Par un jugement n° 2407213 du 10 décembre 2024, le tribunal administratif de Strasbourg a rejeté sa demande.
Procédure devant la cour :
Par une requête enregistrée le 7 mars 2025, M. A, représenté par Me Cissé, demande à la cour :
1°) d'annuler ce jugement du 10 décembre 2024 ;
2°) d'annuler l'arrêté du 27 août 2024 ;
3°) d'enjoindre au préfet de la Moselle de lui délivrer un titre de séjour dans un délai d'un mois à compter de la notification de la décision à intervenir sous astreinte de 150 euros par jour de retard ou, subsidiairement, de réexaminer sa situation et de lui délivrer, pendant cet examen, un récépissé ou une autorisation provisoire de séjour l'autorisant à travailler dans un délai de quinze jours à compter de la notification de la décision à intervenir sous la même astreinte ;
4°) de mettre à la charge de l'Etat la somme de 2 000 euros à verser à son conseil en application de l'article 37 de la loi du 10 juillet 1991.
Il soutient que :
- la décision portant obligation de quitter le territoire français n'a pas été précédée d'un examen particulier de sa situation ;
- elle méconnaît l'article 8 de la convention européenne de sauvegarde des droits de l'homme et des libertés fondamentales et 3-1 de la convention internationale relative aux droits de l'enfant ;
- il ne pouvait faire l'objet d'une mesure d'éloignement dès lors qu'il remplit les conditions pour se voir délivrer un titre de séjour en application de l'article L. 435-1 du code de l'entrée et du séjour des étrangers et du droit d'asile.
M. A a été admis au bénéfice de l'aide juridictionnelle totale par une décision du 6 février 2025.
Vu les autres pièces du dossier.
Vu :
- la convention européenne de sauvegarde des droits de l'homme et des libertés fondamentales ;
- la convention internationale relative aux droits de l'enfant ;
- le code de l'entrée et du séjour des étrangers et du droit d'asile ;
- la loi n° 91-647 du 10 juillet 1991 ;
- le code de justice administrative.
La présidente de la cour administrative d'appel de Nancy a désigné Mme Kohler, présidente-assesseure, pour signer les ordonnances visées à l'article R. 222-1 du code de justice administrative.
Considérant ce qui suit :
1. M. A, ressortissant algérien, est entré sur le territoire français le 28 mars 2023 selon ses déclarations, accompagné de son épouse et de leurs deux enfants mineurs.
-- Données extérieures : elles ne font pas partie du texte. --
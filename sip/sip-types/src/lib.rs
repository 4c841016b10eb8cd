//! Protocol vocabulary of the sipcheck health check
//!
//! Contains the request methods the probe may send, SIP status codes, the transport
//! names and a small tokenizer for response status lines.
#![forbid(unsafe_code)]

mod code;
mod error;
mod method;
pub mod msg;
mod parse;
mod transport;

pub use code::{Code, CodeKind};
pub use error::ParseError;
pub use method::Method;
pub use transport::TransportKind;

/// The only protocol version understood
pub const SIP_VERSION: &str = "SIP/2.0";
use crate::config::RequestConfig;
use crate::ident::{IdGenerator, Identifiers};
use bytes::Bytes;
use rand::Rng;
use sip_types::{Method, SIP_VERSION};
use std::fmt;
use std::net::IpAddr;

const MAX_FORWARDS: u32 = 5;

/// A fully rendered request, ready to be written to a transport
#[derive(Debug, Clone, PartialEq, Eq)]
pub struct SipMessage(Bytes);

impl SipMessage {
    pub fn as_bytes(&self) -> &[u8] {
        &self.0
    }

    pub fn len(&self) -> usize {
        self.0.len()
    }

    pub fn is_empty(&self) -> bool {
        self.0.is_empty()
    }
}

impl fmt::Display for SipMessage {
    fn fmt(&self, f: &mut fmt::Formatter<'_>) -> fmt::Result {
        f.write_str(&String::from_utf8_lossy(&self.0))
    }
}

/// Renders the OPTIONS or INVITE request of an exchange.
///
/// Both methods produce the same header set, they only differ in the method token of the
/// request line and the `CSeq` header.
#[derive(Debug, Clone, Copy)]
pub struct MessageBuilder<'c> {
    config: &'c RequestConfig,
    local_ip: IpAddr,
}

impl<'c> MessageBuilder<'c> {
    /// `local_ip` is the address the request is sent from, it ends up in `Via` and `Call-ID`
    pub fn new(config: &'c RequestConfig, local_ip: IpAddr) -> Self {
        Self { config, local_ip }
    }

    /// Render the configured method with the given identifiers
    pub fn build(&self, ids: &Identifiers) -> SipMessage {
        self.build_method(self.config.method(), ids)
    }

    pub fn build_method(&self, method: Method, ids: &Identifiers) -> SipMessage {
        let rendered = Rendered {
            builder: self,
            method,
            ids,
        };

        SipMessage(Bytes::from(rendered.to_string()))
    }

    /// Render the configured method with fresh identifiers
    pub fn build_random<R: Rng>(&self, generator: &mut IdGenerator<R>) -> SipMessage {
        self.build(&Identifiers::generate(generator))
    }
}

struct Rendered<'b> {
    builder: &'b MessageBuilder<'b>,
    method: Method,
    ids: &'b Identifiers,
}

impl fmt::Display for Rendered<'_> {
    fn fmt(&self, f: &mut fmt::Formatter<'_>) -> fmt::Result {
        let config = self.builder.config;
        let local_host = HostDisplay(self.builder.local_ip);

        write!(
            f,
            "{} {} {SIP_VERSION}\r\n",
            self.method,
            config.request_uri()
        )?;

        write!(
            f,
            "Via: {SIP_VERSION}/{} {local_host}",
            config.transport().name()
        )?;
        if config.local_port() != 0 {
            write!(f, ":{}", config.local_port())?;
        }
        write!(f, ";rport;branch={}\r\n", self.ids.branch)?;

        write!(f, "Max-Forwards: {MAX_FORWARDS}\r\n")?;
        write!(f, "To: <{}>\r\n", config.request_uri())?;
        write!(f, "From: <{}>;tag={}\r\n", config.from_uri(), self.ids.tag)?;
        write!(f, "Call-ID: {}@{local_host}\r\n", self.ids.call_id)?;
        write!(f, "CSeq: {} {}\r\n", self.ids.cseq, self.method)?;
        write!(f, "Content-Length: 0\r\n")?;
        f.write_str("\r\n")
    }
}

/// Prints IPv6 addresses in brackets
struct HostDisplay(IpAddr);

impl fmt::Display for HostDisplay {
    fn fmt(&self, f: &mut fmt::Formatter<'_>) -> fmt::Result {
        match self.0 {
            IpAddr::V4(ip) => write!(f, "{ip}"),
            IpAddr::V6(ip) => write!(f, "[{ip}]"),
        }
    }
}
Le 27 août 2024, il a été placé en retenue administrative pour vérification de son droit au séjour en France à la suite d'un contrôle d'identité. Par un arrêté du 27 août 2024, le préfet de la Moselle l'a obligé à quitter le territoire français sans délai, a fixé le pays à destination duquel il pourra être reconduit d'office et a prononcé à son encontre une interdiction de retour sur le territoire français d'une durée de deux ans. M. A fait appel du jugement du 10 décembre 2024 par lequel le tribunal administratif de Strasbourg a rejeté sa demande tendant à l'annulation de cet arrêté.
2. Aux termes du dernier alinéa de l'article R. 222-1 du code de justice administrative : " () les autres magistrats ayant le grade de président désignés à cet effet par le président de la cour peuvent, en outre, par ordonnance, rejeter () après l'expiration du délai de recours ou, lorsqu'un mémoire complémentaire a été annoncé, après la production de ce mémoire les requêtes d'appel manifestement dépourvues de fondement () ".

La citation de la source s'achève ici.